__Material for this task__
—————
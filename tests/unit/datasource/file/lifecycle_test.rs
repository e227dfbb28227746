//! Tests for the file lifecycle manager
//!
//! Covers: backlog scan ordering, readiness detection, queue FIFO and
//! dedup, archive/quarantine disposal including name collisions, and the
//! statistics snapshot.

use ledgerstream::ledgerstream::datasource::file::config::FileWatcherSourceConfig;
use ledgerstream::ledgerstream::datasource::file::lifecycle::FileLifecycleManager;
use std::fs;
use std::path::Path;
use std::time::Duration;
use tempfile::TempDir;
use tokio::time::sleep;

fn test_config(root: &Path) -> FileWatcherSourceConfig {
    FileWatcherSourceConfig {
        input_dir: root.join("input"),
        archive_dir: root.join("archive"),
        error_dir: root.join("error"),
        file_pattern: "*.json".to_string(),
        process_existing: true,
        batch_size: 50,
        poll_interval: Duration::from_millis(50),
        settle: Duration::from_millis(10),
    }
}

fn manager(root: &Path) -> FileLifecycleManager {
    let config = test_config(root);
    config.ensure_directories().unwrap();
    FileLifecycleManager::new(config).unwrap()
}

fn list_names(dir: &Path) -> Vec<String> {
    let mut names: Vec<String> = fs::read_dir(dir)
        .unwrap()
        .flatten()
        .map(|e| e.file_name().to_string_lossy().into_owned())
        .collect();
    names.sort();
    names
}

#[tokio::test]
async fn test_scan_existing_enqueues_by_modification_time() {
    let root = TempDir::new().unwrap();
    let lifecycle = manager(root.path());
    let input = &lifecycle.config().input_dir;

    for name in ["first.json", "second.json", "third.json"] {
        fs::write(input.join(name), r#"{"ok": true}"#).unwrap();
        sleep(Duration::from_millis(20)).await;
    }

    let enqueued = lifecycle.scan_existing().await;
    assert_eq!(enqueued, 3);

    let order: Vec<String> = std::iter::from_fn(|| lifecycle.dequeue_next())
        .map(|p| p.path.file_name().unwrap().to_string_lossy().into_owned())
        .collect();
    assert_eq!(order, vec!["first.json", "second.json", "third.json"]);
}

#[tokio::test]
async fn test_scan_skips_empty_files() {
    let root = TempDir::new().unwrap();
    let lifecycle = manager(root.path());
    let input = &lifecycle.config().input_dir;

    fs::write(input.join("empty.json"), "").unwrap();
    fs::write(input.join("full.json"), r#"{"ok": true}"#).unwrap();

    let enqueued = lifecycle.scan_existing().await;
    assert_eq!(enqueued, 1);
    let pending = lifecycle.dequeue_next().unwrap();
    assert_eq!(pending.path.file_name().unwrap(), "full.json");
}

#[tokio::test]
async fn test_scan_ignores_non_matching_files() {
    let root = TempDir::new().unwrap();
    let lifecycle = manager(root.path());
    let input = &lifecycle.config().input_dir;

    fs::write(input.join("statement.json"), r#"{"ok": true}"#).unwrap();
    fs::write(input.join("notes.txt"), "not a statement").unwrap();

    assert_eq!(lifecycle.scan_existing().await, 1);
}

#[tokio::test]
async fn test_file_readiness() {
    let root = TempDir::new().unwrap();
    let lifecycle = manager(root.path());
    let input = &lifecycle.config().input_dir;

    let stable = input.join("stable.json");
    fs::write(&stable, r#"{"ok": true}"#).unwrap();
    assert!(lifecycle.is_file_ready(&stable).await);

    let empty = input.join("empty.json");
    fs::write(&empty, "").unwrap();
    assert!(!lifecycle.is_file_ready(&empty).await);

    let absent = input.join("absent.json");
    assert!(!lifecycle.is_file_ready(&absent).await);
}

#[tokio::test]
async fn test_on_file_appeared_deduplicates() {
    let root = TempDir::new().unwrap();
    let lifecycle = manager(root.path());
    let path = lifecycle.config().input_dir.join("dup.json");
    fs::write(&path, r#"{"ok": true}"#).unwrap();

    lifecycle.on_file_appeared(path.clone()).await;
    lifecycle.on_file_appeared(path.clone()).await;

    assert_eq!(lifecycle.queue_depth(), 1);
    assert!(lifecycle.is_queued(&path));
}

#[tokio::test]
async fn test_on_file_appeared_skips_vanished_file() {
    let root = TempDir::new().unwrap();
    let lifecycle = manager(root.path());
    let path = lifecycle.config().input_dir.join("ghost.json");

    lifecycle.on_file_appeared(path).await;
    assert_eq!(lifecycle.queue_depth(), 0);
}

#[tokio::test]
async fn test_dequeue_from_empty_queue() {
    let root = TempDir::new().unwrap();
    let lifecycle = manager(root.path());
    assert!(lifecycle.dequeue_next().is_none());
}

#[tokio::test]
async fn test_archive_moves_file_with_timestamp_prefix() {
    let root = TempDir::new().unwrap();
    let lifecycle = manager(root.path());
    let path = lifecycle.config().input_dir.join("done.json");
    fs::write(&path, r#"{"ok": true}"#).unwrap();

    lifecycle.archive(&path);

    assert!(!path.exists());
    let archived = list_names(&lifecycle.config().archive_dir);
    assert_eq!(archived.len(), 1);
    assert!(archived[0].ends_with("_done.json"));
}

#[tokio::test]
async fn test_archive_name_collision_is_disambiguated() {
    let root = TempDir::new().unwrap();
    let lifecycle = manager(root.path());
    let input = &lifecycle.config().input_dir;

    // Same name archived twice within one second must produce two distinct
    // archive entries, not an overwrite.
    let path = input.join("reused.json");
    fs::write(&path, r#"{"copy": 1}"#).unwrap();
    lifecycle.archive(&path);
    fs::write(&path, r#"{"copy": 2}"#).unwrap();
    lifecycle.archive(&path);

    let archived = list_names(&lifecycle.config().archive_dir);
    assert_eq!(archived.len(), 2);
}

#[tokio::test]
async fn test_quarantine_writes_report() {
    let root = TempDir::new().unwrap();
    let lifecycle = manager(root.path());
    let path = lifecycle.config().input_dir.join("broken.json");
    fs::write(&path, "{not json").unwrap();

    lifecycle.quarantine(&path, "JSON decode error: expected value");

    assert!(!path.exists());
    let error_dir = &lifecycle.config().error_dir;
    let names = list_names(error_dir);
    assert_eq!(names.len(), 2);

    let moved = names.iter().find(|n| n.ends_with("_broken.json")).unwrap();
    let report_name = names.iter().find(|n| n.ends_with(".error.txt")).unwrap();
    assert_eq!(
        *report_name,
        moved.replace("_broken.json", "_broken.error.txt")
    );

    let report = fs::read_to_string(error_dir.join(report_name)).unwrap();
    assert!(report.contains("broken.json"));
    assert!(report.contains("Timestamp:"));
    assert!(report.contains("JSON decode error"));
}

#[tokio::test]
async fn test_statistics_reflect_directories_and_queue() {
    let root = TempDir::new().unwrap();
    let lifecycle = manager(root.path());
    let input = &lifecycle.config().input_dir;

    fs::write(input.join("a.json"), r#"{"n": 1}"#).unwrap();
    fs::write(input.join("b.json"), r#"{"n": 2}"#).unwrap();
    lifecycle.scan_existing().await;

    let archived = input.join("a.json");
    lifecycle.dequeue_next().unwrap();
    lifecycle.archive(&archived);

    let stats = lifecycle.statistics();
    assert_eq!(stats.queue_depth, 1);
    assert_eq!(stats.input_files_pending, 1);
    assert_eq!(stats.archived_files, 1);
    assert_eq!(stats.error_files, 0);
}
—————
__Exercise description__
What is needed is an exact reproduction of the data.

__Problem solution__
filename tests/unit/datasource/file/lifecycle_test.rs
repository e227dfbb28227746
//! Tests for the file lifecycle manager
//!
//! Covers: backlog scan ordering, readiness detection, queue FIFO and
//! dedup, archive/quarantine disposal including name collisions, and the
//! statistics snapshot.

use ledgerstream::ledgerstream::datasource::file::config::FileWatcherSourceConfig;
use ledgerstream::ledgerstream::datasource::file::lifecycle::FileLifecycleManager;
use std::fs;
use std::path::Path;
use std::time::Duration;
use tempfile::TempDir;
use tokio::time::sleep;

fn test_config(root: &Path) -> FileWatcherSourceConfig {
    FileWatcherSourceConfig {
        input_dir: root.join("input"),
        archive_dir: root.join("archive"),
        error_dir: root.join("error"),
        file_pattern: "*.json".to_string(),
        process_existing: true,
        batch_size: 50,
        poll_interval: Duration::from_millis(50),
        settle: Duration::from_millis(10),
    }
}

fn manager(root: &Path) -> FileLifecycleManager {
    let config = test_config(root);
    config.ensure_directories().unwrap();
    FileLifecycleManager::new(config).unwrap()
}

fn list_names(dir: &Path) -> Vec<String> {
    let mut names: Vec<String> = fs::read_dir(dir)
        .unwrap()
        .flatten()
        .map(|e| e.file_name().to_string_lossy().into_owned())
        .collect();
    names.sort();
    names
}

#[tokio::test]
async fn test_scan_existing_enqueues_by_modification_time() {
    let root = TempDir::new().unwrap();
    let lifecycle = manager(root.path());
    let input = &lifecycle.config().input_dir;

    for name in ["first.json", "second.json", "third.json"] {
        fs::write(input.join(name), r#"{"ok": true}"#).unwrap();
        sleep(Duration::from_millis(20)).await;
    }

    let enqueued = lifecycle.scan_existing().await;
    assert_eq!(enqueued, 3);

    let order: Vec<String> = std::iter::from_fn(|| lifecycle.dequeue_next())
        .map(|p| p.path.file_name().unwrap().to_string_lossy().into_owned())
        .collect();
    assert_eq!(order, vec!["first.json", "second.json", "third.json"]);
}

#[tokio::test]
async fn test_scan_skips_empty_files() {
    let root = TempDir::new().unwrap();
    let lifecycle = manager(root.path());
    let input = &lifecycle.config().input_dir;

    fs::write(input.join("empty.json"), "").unwrap();
    fs::write(input.join("full.json"), r#"{"ok": true}"#).unwrap();

    let enqueued = lifecycle.scan_existing().await;
    assert_eq!(enqueued, 1);
    let pending = lifecycle.dequeue_next().unwrap();
    assert_eq!(pending.path.file_name().unwrap(), "full.json");
}

#[tokio::test]
async fn test_scan_ignores_non_matching_files() {
    let root = TempDir::new().unwrap();
    let lifecycle = manager(root.path());
    let input = &lifecycle.config().input_dir;

    fs::write(input.join("statement.json"), r#"{"ok": true}"#).unwrap();
    fs::write(input.join("notes.txt"), "not a statement").unwrap();

    assert_eq!(lifecycle.scan_existing().await, 1);
}

#[tokio::test]
async fn test_file_readiness() {
    let root = TempDir::new().unwrap();
    let lifecycle = manager(root.path());
    let input = &lifecycle.config().input_dir;

    let stable = input.join("stable.json");
    fs::write(&stable, r#"{"ok": true}"#).unwrap();
    assert!(lifecycle.is_file_ready(&stable).await);

    let empty = input.join("empty.json");
    fs::write(&empty, "").unwrap();
    assert!(!lifecycle.is_file_ready(&empty).await);

    let absent = input.join("absent.json");
    assert!(!lifecycle.is_file_ready(&absent).await);
}

#[tokio::test]
async fn test_on_file_appeared_deduplicates() {
    let root = TempDir::new().unwrap();
    let lifecycle = manager(root.path());
    let path = lifecycle.config().input_dir.join("dup.json");
    fs::write(&path, r#"{"ok": true}"#).unwrap();

    lifecycle.on_file_appeared(path.clone()).await;
    lifecycle.on_file_appeared(path.clone()).await;

    assert_eq!(lifecycle.queue_depth(), 1);
    assert!(lifecycle.is_queued(&path));
}

#[tokio::test]
async fn test_on_file_appeared_skips_vanished_file() {
    let root = TempDir::new().unwrap();
    let lifecycle = manager(root.path());
    let path = lifecycle.config().input_dir.join("ghost.json");

    lifecycle.on_file_appeared(path).await;
    assert_eq!(lifecycle.queue_depth(), 0);
}

#[tokio::test]
async fn test_dequeue_from_empty_queue() {
    let root = TempDir::new().unwrap();
    let lifecycle = manager(root.path());
    assert!(lifecycle.dequeue_next().is_none());
}

#[tokio::test]
async fn test_archive_moves_file_with_timestamp_prefix() {
    let root = TempDir::new().unwrap();
    let lifecycle = manager(root.path());
    let path = lifecycle.config().input_dir.join("done.json");
    fs::write(&path, r#"{"ok": true}"#).unwrap();

    lifecycle.archive(&path);

    assert!(!path.exists());
    let archived = list_names(&lifecycle.config().archive_dir);
    assert_eq!(archived.len(), 1);
    assert!(archived[0].ends_with("_done.json"));
}

#[tokio::test]
async fn test_archive_name_collision_is_disambiguated() {
    let root = TempDir::new().unwrap();
    let lifecycle = manager(root.path());
    let input = &lifecycle.config().input_dir;

    // Same name archived twice within one second must produce two distinct
    // archive entries, not an overwrite.
    let path = input.join("reused.json");
    fs::write(&path, r#"{"copy": 1}"#).unwrap();
    lifecycle.archive(&path);
    fs::write(&path, r#"{"copy": 2}"#).unwrap();
    lifecycle.archive(&path);

    let archived = list_names(&lifecycle.config().archive_dir);
    assert_eq!(archived.len(), 2);
}

#[tokio::test]
async fn test_quarantine_writes_report() {
    let root = TempDir::new().unwrap();
    let lifecycle = manager(root.path());
    let path = lifecycle.config().input_dir.join("broken.json");
    fs::write(&path, "{not json").unwrap();

    lifecycle.quarantine(&path, "JSON decode error: expected value");

    assert!(!path.exists());
    let error_dir = &lifecycle.config().error_dir;
    let names = list_names(error_dir);
    assert_eq!(names.len(), 2);

    let moved = names.iter().find(|n| n.ends_with("_broken.json")).unwrap();
    let report_name = names.iter().find(|n| n.ends_with(".error.txt")).unwrap();
    assert_eq!(
        *report_name,
        moved.replace("_broken.json", "_broken.error.txt")
    );

    let report = fs::read_to_string(error_dir.join(report_name)).unwrap();
    assert!(report.contains("broken.json"));
    assert!(report.contains("Timestamp:"));
    assert!(report.contains("JSON decode error"));
}

#[tokio::test]
async fn test_statistics_reflect_directories_and_queue() {
    let root = TempDir::new().unwrap();
    let lifecycle = manager(root.path());
    let input = &lifecycle.config().input_dir;

    fs::write(input.join("a.json"), r#"{"n": 1}"#).unwrap();
    fs::write(input.join("b.json"), r#"{"n": 2}"#).unwrap();
    lifecycle.scan_existing().await;

    let archived = input.join("a.json");
    lifecycle.dequeue_next().unwrap();
    lifecycle.archive(&archived);

    let stats = lifecycle.statistics();
    assert_eq!(stats.queue_depth, 1);
    assert_eq!(stats.input_files_pending, 1);
    assert_eq!(stats.archived_files, 1);
    assert_eq!(stats.error_files, 0);
}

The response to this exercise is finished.